• [Data for analysis]:
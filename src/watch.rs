/// WatchList holds the destination domains selected for traffic inspection.
/// Configured once at process start and read-only for the lifetime of the
/// process; shared across sessions behind an Arc with no synchronization
#[derive(Debug, Clone, Default)]
pub struct WatchList {
    entries: Vec<String>,
}

/// WatchList implementation block
impl WatchList {
    /// new is a constructor for the WatchList type
    pub fn new(entries: Vec<String>) -> Self {
        Self { entries }
    }

    /// matches reports whether the destination host contains any watch-list
    /// entry as a case-sensitive substring
    pub fn matches(&self, host: &str) -> bool {
        self.entries.iter().any(|entry| host.contains(entry.as_str()))
    }

    /// is_empty reports whether any entries are configured
    pub fn is_empty(&self) -> bool {
        self.entries.is_empty()
    }
}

• [Exercise goal]:
Word for word, copy out the entries.

• [Solution]:
filename src/watch.rs
/// WatchList holds the destination domains selected for traffic inspection.
/// Configured once at process start and read-only for the lifetime of the
/// process; shared across sessions behind an Arc with no synchronization
#[derive(Debug, Clone, Default)]
pub struct WatchList {
    entries: Vec<String>,
}

/// WatchList implementation block
impl WatchList {
    /// new is a constructor for the WatchList type
    pub fn new(entries: Vec<String>) -> Self {
        Self { entries }
    }

    /// matches reports whether the destination host contains any watch-list
    /// entry as a case-sensitive substring
    pub fn matches(&self, host: &str) -> bool {
        self.entries.iter().any(|entry| host.contains(entry.as_str()))
    }

    /// is_empty reports whether any entries are configured
    pub fn is_empty(&self) -> bool {
        self.entries.is_empty()
    }
}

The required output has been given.